[TASK DETAILS]
Copy every line from the material below that holds "through".
-------- EXERCISE INPUT --------
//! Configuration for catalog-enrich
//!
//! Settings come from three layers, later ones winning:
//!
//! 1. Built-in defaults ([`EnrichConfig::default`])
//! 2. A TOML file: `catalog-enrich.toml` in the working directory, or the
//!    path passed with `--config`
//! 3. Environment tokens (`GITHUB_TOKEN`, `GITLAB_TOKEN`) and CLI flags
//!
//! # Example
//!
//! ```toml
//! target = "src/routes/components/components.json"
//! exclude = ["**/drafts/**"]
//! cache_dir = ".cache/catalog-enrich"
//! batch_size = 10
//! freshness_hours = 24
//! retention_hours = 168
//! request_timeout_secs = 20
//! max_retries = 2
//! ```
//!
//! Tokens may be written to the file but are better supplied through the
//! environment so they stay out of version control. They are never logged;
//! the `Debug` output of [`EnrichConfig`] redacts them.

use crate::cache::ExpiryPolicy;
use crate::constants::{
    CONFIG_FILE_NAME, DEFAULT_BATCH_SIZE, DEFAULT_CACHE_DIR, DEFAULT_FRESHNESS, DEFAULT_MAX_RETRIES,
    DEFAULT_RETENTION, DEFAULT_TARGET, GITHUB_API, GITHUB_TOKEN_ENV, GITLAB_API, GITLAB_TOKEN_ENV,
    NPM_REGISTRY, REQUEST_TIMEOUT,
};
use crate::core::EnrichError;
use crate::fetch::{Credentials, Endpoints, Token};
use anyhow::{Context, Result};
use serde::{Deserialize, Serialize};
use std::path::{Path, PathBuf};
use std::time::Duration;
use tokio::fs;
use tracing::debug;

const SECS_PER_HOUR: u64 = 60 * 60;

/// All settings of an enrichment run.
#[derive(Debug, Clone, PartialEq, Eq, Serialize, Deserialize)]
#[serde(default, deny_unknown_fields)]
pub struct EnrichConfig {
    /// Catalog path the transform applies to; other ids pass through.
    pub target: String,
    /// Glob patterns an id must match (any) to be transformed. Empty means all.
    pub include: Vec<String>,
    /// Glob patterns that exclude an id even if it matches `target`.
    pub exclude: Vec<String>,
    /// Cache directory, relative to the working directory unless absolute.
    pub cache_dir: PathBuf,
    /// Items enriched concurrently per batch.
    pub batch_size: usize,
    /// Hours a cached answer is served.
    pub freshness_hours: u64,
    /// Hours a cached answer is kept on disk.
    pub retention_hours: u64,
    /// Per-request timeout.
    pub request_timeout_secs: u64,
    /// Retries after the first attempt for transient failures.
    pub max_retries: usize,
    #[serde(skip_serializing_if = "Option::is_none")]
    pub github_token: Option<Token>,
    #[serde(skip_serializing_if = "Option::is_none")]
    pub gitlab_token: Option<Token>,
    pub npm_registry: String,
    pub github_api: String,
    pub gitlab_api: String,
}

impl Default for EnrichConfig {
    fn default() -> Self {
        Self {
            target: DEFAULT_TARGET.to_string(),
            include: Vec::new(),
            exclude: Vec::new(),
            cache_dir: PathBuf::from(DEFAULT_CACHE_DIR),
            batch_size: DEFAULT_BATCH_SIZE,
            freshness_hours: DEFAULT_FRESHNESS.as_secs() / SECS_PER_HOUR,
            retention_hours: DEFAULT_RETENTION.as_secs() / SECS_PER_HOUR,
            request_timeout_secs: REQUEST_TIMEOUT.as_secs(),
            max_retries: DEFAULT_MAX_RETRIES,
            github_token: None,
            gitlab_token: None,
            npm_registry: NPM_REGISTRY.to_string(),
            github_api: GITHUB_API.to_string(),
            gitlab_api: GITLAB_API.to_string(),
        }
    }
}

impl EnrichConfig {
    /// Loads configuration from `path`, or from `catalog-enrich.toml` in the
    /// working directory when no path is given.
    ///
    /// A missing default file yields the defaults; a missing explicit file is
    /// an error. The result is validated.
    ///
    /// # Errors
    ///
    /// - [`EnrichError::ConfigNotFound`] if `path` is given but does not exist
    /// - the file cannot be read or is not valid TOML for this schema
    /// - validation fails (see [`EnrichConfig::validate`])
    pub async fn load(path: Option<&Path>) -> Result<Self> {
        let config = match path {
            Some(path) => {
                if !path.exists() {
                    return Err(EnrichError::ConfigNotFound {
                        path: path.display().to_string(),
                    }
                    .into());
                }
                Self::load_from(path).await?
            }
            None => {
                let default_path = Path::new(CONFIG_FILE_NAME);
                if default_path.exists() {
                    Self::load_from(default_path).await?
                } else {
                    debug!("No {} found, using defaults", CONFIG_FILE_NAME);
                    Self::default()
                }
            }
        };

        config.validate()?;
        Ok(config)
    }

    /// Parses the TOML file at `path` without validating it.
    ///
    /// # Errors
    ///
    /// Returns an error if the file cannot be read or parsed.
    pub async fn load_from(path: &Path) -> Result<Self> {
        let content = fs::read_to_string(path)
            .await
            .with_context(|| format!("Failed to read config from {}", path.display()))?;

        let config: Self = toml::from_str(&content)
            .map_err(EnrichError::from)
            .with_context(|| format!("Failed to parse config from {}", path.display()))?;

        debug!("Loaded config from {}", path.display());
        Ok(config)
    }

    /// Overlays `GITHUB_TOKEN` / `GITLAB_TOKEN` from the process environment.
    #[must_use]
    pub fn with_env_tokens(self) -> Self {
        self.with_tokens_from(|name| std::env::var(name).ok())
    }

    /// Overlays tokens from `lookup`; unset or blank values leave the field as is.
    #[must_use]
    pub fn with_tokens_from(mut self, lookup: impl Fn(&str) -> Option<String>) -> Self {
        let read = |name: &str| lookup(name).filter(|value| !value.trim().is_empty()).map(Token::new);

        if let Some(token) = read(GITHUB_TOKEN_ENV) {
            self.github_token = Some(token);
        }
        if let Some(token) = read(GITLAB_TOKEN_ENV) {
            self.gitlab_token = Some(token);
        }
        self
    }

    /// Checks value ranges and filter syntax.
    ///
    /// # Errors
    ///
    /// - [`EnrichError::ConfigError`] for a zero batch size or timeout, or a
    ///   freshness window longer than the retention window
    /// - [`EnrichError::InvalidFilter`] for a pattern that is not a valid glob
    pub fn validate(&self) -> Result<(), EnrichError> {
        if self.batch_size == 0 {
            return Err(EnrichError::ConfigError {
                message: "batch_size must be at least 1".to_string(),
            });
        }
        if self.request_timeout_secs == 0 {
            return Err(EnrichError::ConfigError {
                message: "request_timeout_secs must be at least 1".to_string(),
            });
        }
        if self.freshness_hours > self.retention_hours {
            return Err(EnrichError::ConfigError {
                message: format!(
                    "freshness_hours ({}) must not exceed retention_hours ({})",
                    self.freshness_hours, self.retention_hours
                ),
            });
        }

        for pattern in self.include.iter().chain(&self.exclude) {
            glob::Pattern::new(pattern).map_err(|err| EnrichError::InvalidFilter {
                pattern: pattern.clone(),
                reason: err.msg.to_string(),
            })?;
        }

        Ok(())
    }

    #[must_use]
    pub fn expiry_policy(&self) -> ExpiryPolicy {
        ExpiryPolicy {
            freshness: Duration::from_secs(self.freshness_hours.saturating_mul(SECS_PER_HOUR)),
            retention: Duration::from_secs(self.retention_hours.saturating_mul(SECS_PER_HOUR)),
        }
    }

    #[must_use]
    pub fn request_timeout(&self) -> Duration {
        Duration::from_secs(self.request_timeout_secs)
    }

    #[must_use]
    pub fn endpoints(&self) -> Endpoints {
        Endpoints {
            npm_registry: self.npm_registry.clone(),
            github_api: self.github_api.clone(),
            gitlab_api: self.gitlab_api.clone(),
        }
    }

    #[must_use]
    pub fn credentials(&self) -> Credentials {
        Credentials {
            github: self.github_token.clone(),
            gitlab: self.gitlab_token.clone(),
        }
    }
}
--------
[RESPONSE TO THE EXERCISE]
//! Tokens may be written to the file but are better supplied through the
    /// Catalog path the transform applies to; other ids pass through.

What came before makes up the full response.